Stored data entries:
---+---
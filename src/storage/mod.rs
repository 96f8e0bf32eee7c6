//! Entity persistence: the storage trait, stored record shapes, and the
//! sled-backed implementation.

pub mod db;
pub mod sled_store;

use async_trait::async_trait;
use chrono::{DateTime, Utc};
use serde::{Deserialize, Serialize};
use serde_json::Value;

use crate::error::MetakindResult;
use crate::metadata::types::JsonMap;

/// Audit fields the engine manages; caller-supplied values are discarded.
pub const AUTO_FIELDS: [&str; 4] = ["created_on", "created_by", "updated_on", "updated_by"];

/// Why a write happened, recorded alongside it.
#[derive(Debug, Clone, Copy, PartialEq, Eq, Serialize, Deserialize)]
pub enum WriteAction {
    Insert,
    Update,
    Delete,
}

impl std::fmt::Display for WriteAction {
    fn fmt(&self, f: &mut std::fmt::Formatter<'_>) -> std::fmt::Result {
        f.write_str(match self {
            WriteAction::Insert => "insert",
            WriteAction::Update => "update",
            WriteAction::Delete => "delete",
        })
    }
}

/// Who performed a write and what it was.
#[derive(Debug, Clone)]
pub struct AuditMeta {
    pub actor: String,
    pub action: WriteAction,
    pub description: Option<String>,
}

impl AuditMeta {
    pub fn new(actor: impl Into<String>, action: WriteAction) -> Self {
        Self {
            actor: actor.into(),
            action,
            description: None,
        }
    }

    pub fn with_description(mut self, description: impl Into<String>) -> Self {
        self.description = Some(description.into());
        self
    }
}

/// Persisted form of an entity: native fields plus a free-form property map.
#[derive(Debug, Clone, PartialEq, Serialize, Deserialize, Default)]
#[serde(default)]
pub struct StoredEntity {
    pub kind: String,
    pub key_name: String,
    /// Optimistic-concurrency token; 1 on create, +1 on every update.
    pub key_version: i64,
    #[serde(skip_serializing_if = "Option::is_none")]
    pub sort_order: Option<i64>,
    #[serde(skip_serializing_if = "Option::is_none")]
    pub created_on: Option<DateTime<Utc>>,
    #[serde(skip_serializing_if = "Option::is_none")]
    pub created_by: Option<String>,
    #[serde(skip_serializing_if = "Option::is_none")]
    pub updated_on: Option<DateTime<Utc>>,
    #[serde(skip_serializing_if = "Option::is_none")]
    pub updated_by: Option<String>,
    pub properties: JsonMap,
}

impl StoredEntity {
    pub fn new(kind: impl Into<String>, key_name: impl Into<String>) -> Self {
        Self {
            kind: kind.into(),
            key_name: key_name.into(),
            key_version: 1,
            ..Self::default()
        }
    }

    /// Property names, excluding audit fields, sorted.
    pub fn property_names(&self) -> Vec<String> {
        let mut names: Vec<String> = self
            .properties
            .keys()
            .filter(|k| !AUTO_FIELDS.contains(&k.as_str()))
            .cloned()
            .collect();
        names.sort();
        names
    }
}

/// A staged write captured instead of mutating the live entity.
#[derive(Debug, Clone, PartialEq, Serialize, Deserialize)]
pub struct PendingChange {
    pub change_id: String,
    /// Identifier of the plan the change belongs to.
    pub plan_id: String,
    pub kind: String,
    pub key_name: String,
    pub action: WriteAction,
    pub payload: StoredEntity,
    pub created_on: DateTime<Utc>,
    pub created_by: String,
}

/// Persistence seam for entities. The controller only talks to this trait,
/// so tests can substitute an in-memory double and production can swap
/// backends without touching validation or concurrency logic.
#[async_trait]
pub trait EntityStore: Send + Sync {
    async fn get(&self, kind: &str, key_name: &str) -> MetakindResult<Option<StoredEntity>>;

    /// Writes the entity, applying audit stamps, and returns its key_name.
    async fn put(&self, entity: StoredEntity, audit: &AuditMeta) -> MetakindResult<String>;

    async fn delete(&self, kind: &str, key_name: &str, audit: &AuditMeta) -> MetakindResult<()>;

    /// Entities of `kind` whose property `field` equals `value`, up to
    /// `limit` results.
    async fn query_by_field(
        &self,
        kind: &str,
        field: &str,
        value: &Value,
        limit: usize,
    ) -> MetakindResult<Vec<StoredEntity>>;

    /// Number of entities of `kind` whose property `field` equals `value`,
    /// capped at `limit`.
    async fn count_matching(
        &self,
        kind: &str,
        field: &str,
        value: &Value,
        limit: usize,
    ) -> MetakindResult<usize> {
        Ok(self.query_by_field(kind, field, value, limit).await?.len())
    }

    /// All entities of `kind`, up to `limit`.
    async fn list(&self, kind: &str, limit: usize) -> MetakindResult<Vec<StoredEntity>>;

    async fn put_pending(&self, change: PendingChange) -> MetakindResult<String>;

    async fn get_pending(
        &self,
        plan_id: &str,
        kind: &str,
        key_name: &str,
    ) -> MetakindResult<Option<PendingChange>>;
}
---+---
Task requirements — Going down from the first line of the entries above, restate each line word for word until the line holding "use serde_json::Value;" is done.

Task answer —
filename src/storage/mod.rs
repository 96f8e0bf32eee7c6
//! Entity persistence: the storage trait, stored record shapes, and the
//! sled-backed implementation.

pub mod db;
pub mod sled_store;

use async_trait::async_trait;
use chrono::{DateTime, Utc};
use serde::{Deserialize, Serialize};
use serde_json::Value;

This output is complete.